In the 14 Summer Classics stores in the Southeast and Midwest, accessory sales have been relatively stable compared to outdoor furniture, said Evan Dorman, head of the Summer Classics retail division. Dorman noted particularly strong sales of outdoor rugs and lighting.
“The problem we have is convincing people they can leave it outside,” Dorman said. “We used to have hangtags that read, 'Yes, I go outside.'”
Now, however, Dorman uses the sales force to do the convincing.
“I want my salespeople to present to the customer the entire outdoor lifestyle,” Dorman said. “If a customer wants a sofa and chair for the porch, I want our salespeople to introduce outdoor rugs, additional throw pillows, cushions, space heaters, fans and other accessories. We're training our salespeople to train the customer that a variety of products for the outdoors is there for them.”
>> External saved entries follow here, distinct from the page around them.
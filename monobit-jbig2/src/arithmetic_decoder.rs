//! The MQ arithmetic decoder (Annex E) and its adaptive contexts.
//!
//! "The arithmetic decoding procedure receives an arithmetically coded bit
//! sequence and an associated sequence of context labels, and reconstructs
//! the original string of binary symbols." (E.1.1)

/// The arithmetic decoder state.
///
/// "State variables used by the arithmetic decoder procedures are described in
/// Table E.1." (E.3.1)
pub(crate) struct ArithmeticDecoder<'a> {
    data: &'a [u8],
    /// "Chigh and Clow can be thought of as one 32-bit C-register"
    c: u32,
    /// "A-register"
    a: u32,
    /// "BP - A pointer to the compressed data"
    bp: usize,
    /// "CT - The bit counter"
    ct: u32,
}

impl<'a> ArithmeticDecoder<'a> {
    /// Start decoding `data` (INITDEC, Figure G.1).
    pub(crate) fn new(data: &'a [u8]) -> Self {
        let mut decoder = Self {
            data,
            c: 0,
            a: 0,
            bp: 0,
            ct: 0,
        };

        // "C = (B XOR 0xFF) << 16; BYTEIN; C = C << 7; CT = CT - 7; A = 0x8000"
        decoder.c = (u32::from(decoder.byte_at(0)) ^ 0xFF) << 16;
        decoder.byte_in();
        decoder.c <<= 7;
        decoder.ct -= 7;
        decoder.a = 0x8000;

        decoder
    }

    /// Decode one binary decision with the given context (DECODE, Figure G.2).
    #[inline(always)]
    pub(crate) fn decode(&mut self, cx: &mut Context) -> u32 {
        let entry = &QE_TABLE[cx.index as usize];
        let qe = u32::from(entry.qe);

        self.a -= qe;

        let d = if (self.c >> 16) < self.a {
            if self.a & 0x8000 != 0 {
                return u32::from(cx.mps);
            }

            // MPS_EXCHANGE (Figure E.16).
            let d = if self.a < qe {
                cx.lps_transition(entry)
            } else {
                cx.mps_transition(entry)
            };
            self.renormalize();
            d
        } else {
            self.c -= self.a << 16;

            // LPS_EXCHANGE (Figure E.17).
            let d = if self.a < qe {
                self.a = qe;
                cx.mps_transition(entry)
            } else {
                self.a = qe;
                cx.lps_transition(entry)
            };
            self.renormalize();
            d
        };

        u32::from(d)
    }

    /// RENORMD (Figure E.18).
    #[inline(always)]
    fn renormalize(&mut self) {
        loop {
            if self.ct == 0 {
                self.byte_in();
            }

            self.a <<= 1;
            self.c <<= 1;
            self.ct -= 1;

            if self.a & 0x8000 != 0 {
                break;
            }
        }
    }

    /// BYTEIN (Figure G.3).
    ///
    /// "If B1 exceeds 0x8F, then B1 must be one of the marker codes." In that
    /// case the decoder stops advancing and feeds 1-bits from then on.
    #[inline(always)]
    fn byte_in(&mut self) {
        let b = self.byte_at(self.bp);

        if b == 0xFF {
            if self.byte_at(self.bp + 1) > 0x8F {
                self.ct = 8;
            } else {
                self.bp += 1;
                self.c = self
                    .c
                    .wrapping_add(0xFE00)
                    .wrapping_sub(u32::from(self.byte_at(self.bp)) << 9);
                self.ct = 7;
            }
        } else {
            self.bp += 1;
            self.c = self
                .c
                .wrapping_add(0xFF00)
                .wrapping_sub(u32::from(self.byte_at(self.bp)) << 8);
            self.ct = 8;
        }
    }

    /// Bytes past the end of the data read as 0xFF.
    #[inline(always)]
    fn byte_at(&self, pos: usize) -> u8 {
        self.data.get(pos).copied().unwrap_or(0xFF)
    }
}

/// An adaptive context (E.2.4).
///
/// "Each context has associated with it an index, I(CX), which identifies a
/// particular probability estimate and its associated MPS value."
#[derive(Copy, Clone, Debug, Default, PartialEq, Eq)]
pub(crate) struct Context {
    /// "I(CX) - Index for context CX"
    index: u8,
    /// "MPS(CX) - The sense of MPS for context CX"
    mps: u8,
}

impl Context {
    #[inline(always)]
    fn mps_transition(&mut self, entry: &QeEntry) -> u8 {
        self.index = entry.nmps;
        self.mps
    }

    #[inline(always)]
    fn lps_transition(&mut self, entry: &QeEntry) -> u8 {
        let d = 1 - self.mps;

        if entry.switch {
            self.mps = 1 - self.mps;
        }

        self.index = entry.nlps;
        d
    }
}

/// The context memory of one adaptive decoding procedure.
///
/// Tables are sized explicitly before use. Indexing past the end is a bug in
/// the caller and panics.
#[derive(Clone, Debug, Default, PartialEq, Eq)]
pub(crate) struct ContextTable {
    contexts: Vec<Context>,
}

impl ContextTable {
    /// Create a table with `len` fresh contexts.
    pub(crate) fn new(len: usize) -> Self {
        Self {
            contexts: vec![Context::default(); len],
        }
    }

    /// Grow the table to at least `len` fresh contexts.
    pub(crate) fn ensure_size(&mut self, len: usize) {
        if self.contexts.len() < len {
            self.contexts.resize(len, Context::default());
        }
    }

    pub(crate) fn len(&self) -> usize {
        self.contexts.len()
    }

    #[inline(always)]
    pub(crate) fn get(&mut self, cx: u32) -> &mut Context {
        &mut self.contexts[cx as usize]
    }
}

/// One row of Table E.1.
#[derive(Debug, Clone, Copy)]
struct QeEntry {
    qe: u16,
    nmps: u8,
    nlps: u8,
    switch: bool,
}

const fn qe(qe: u16, nmps: u8, nlps: u8, switch: u8) -> QeEntry {
    QeEntry {
        qe,
        nmps,
        nlps,
        switch: switch == 1,
    }
}

/// "Table E.1 - Qe values and probability estimation process"
#[rustfmt::skip]
static QE_TABLE: [QeEntry; 47] = [
    qe(0x5601, 1, 1, 1), qe(0x3401, 2, 6, 0), qe(0x1801, 3, 9, 0), qe(0x0AC1, 4, 12, 0),
    qe(0x0521, 5, 29, 0), qe(0x0221, 38, 33, 0), qe(0x5601, 7, 6, 1), qe(0x5401, 8, 14, 0),
    qe(0x4801, 9, 14, 0), qe(0x3801, 10, 14, 0), qe(0x3001, 11, 17, 0), qe(0x2401, 12, 18, 0),
    qe(0x1C01, 13, 20, 0), qe(0x1601, 29, 21, 0), qe(0x5601, 15, 14, 1), qe(0x5401, 16, 14, 0),
    qe(0x5101, 17, 15, 0), qe(0x4801, 18, 16, 0), qe(0x3801, 19, 17, 0), qe(0x3401, 20, 18, 0),
    qe(0x3001, 21, 19, 0), qe(0x2801, 22, 19, 0), qe(0x2401, 23, 20, 0), qe(0x2201, 24, 21, 0),
    qe(0x1C01, 25, 22, 0), qe(0x1801, 26, 23, 0), qe(0x1601, 27, 24, 0), qe(0x1401, 28, 25, 0),
    qe(0x1201, 29, 26, 0), qe(0x1101, 30, 27, 0), qe(0x0AC1, 31, 28, 0), qe(0x09C1, 32, 29, 0),
    qe(0x08A1, 33, 30, 0), qe(0x0521, 34, 31, 0), qe(0x0441, 35, 32, 0), qe(0x02A1, 36, 33, 0),
    qe(0x0221, 37, 34, 0), qe(0x0141, 38, 35, 0), qe(0x0111, 39, 36, 0), qe(0x0085, 40, 37, 0),
    qe(0x0049, 41, 38, 0), qe(0x0025, 42, 39, 0), qe(0x0015, 43, 40, 0), qe(0x0009, 44, 41, 0),
    qe(0x0005, 45, 42, 0), qe(0x0001, 45, 43, 0), qe(0x5601, 46, 46, 0),
];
Customers, he said, are already buying accessories for the indoors. Summer Classics stores have added indoor furniture and accessories, and Dorman said he's noticed a pattern. Customers are coming in for one thing and leaving with much more in accessories. He said he expects that trend to continue this spring and summer with outdoor accessory product.
All the activity at retail is prompting accessory manufacturers to develop new items for 2010. Surya, for instance, already has a line of outdoor rugs. Recently, it added 20 coordinating outdoor pillows and plans to launch a line of wall art for outdoor rooms.
“The wall art we have now is already approved for outdoor use,” said Seth King, Surya's vice president of sales and marketing. “The stretch canvas can go outside and last 15 to 20 years. But the wood the canvas is stretched around needs to be treated properly. That's what we're working on now.”
Surya's outdoor wall art should be available in mid- to late 2010, King said.
Patio Living Concepts, meanwhile, is developing private label programs while it continues to launch new lamps, umbrella bases and other accessories specifically for independent online and brick-and-mortar retailers. Company president Dale Klaus said the accessories business hasn't been immune to the down economy, but overall business has been remarkably steady.
“We've had a lot of growth with umbrella bases, and the lamps that have wicker are pretty strong,” he said.
In the six years Capel Rugs has been exhibiting at the Chicago International Casual Furniture & Accessories Market, it has seen sales of its outdoor rug line climb 15% to 20% annually. Capel Vice President Bud Young said interest has been peaking for the last few years, while more furniture buyers at the semi-annual High Point Market are adding outdoor rugs to bring something new to their selection.
“Outdoor rugs are becoming a bigger part of our mix,” Young said. “We have one factory committed to making just outdoor rugs, and we're trying to build our marketshare in that category.”
One of Capel's more interesting moves at the 2009 Casual Market was expanding its Customer's Own Material (COM) program, which allows customers to individualize an indoor-outdoor rug with a border of their choice. The company's Dalton, Ga., factory creates custom rugs to client specifications, changing up the look of a rug with single, double or triple borders. The program gives outdoor retailers one more way to stand apart from home improvement centers.
Elaine Smith said she also will focus more on customization of her pillow line in 2010.
“The greatest success stories we have are when we work together with retailers and become a team,” Smith said. “They know their stores, we know our pillows. We love to talk to the store merchandiser and put together programs that work. We advise them on ways to display merchandise, and we have found the retailers who take the category seriously and make a statement with product are the ones that seem to have the most success.”
That is true of every kind of outdoor accessory. Devote the proper resources, and outdoor accessories could be one business segment that actually grows in 2010.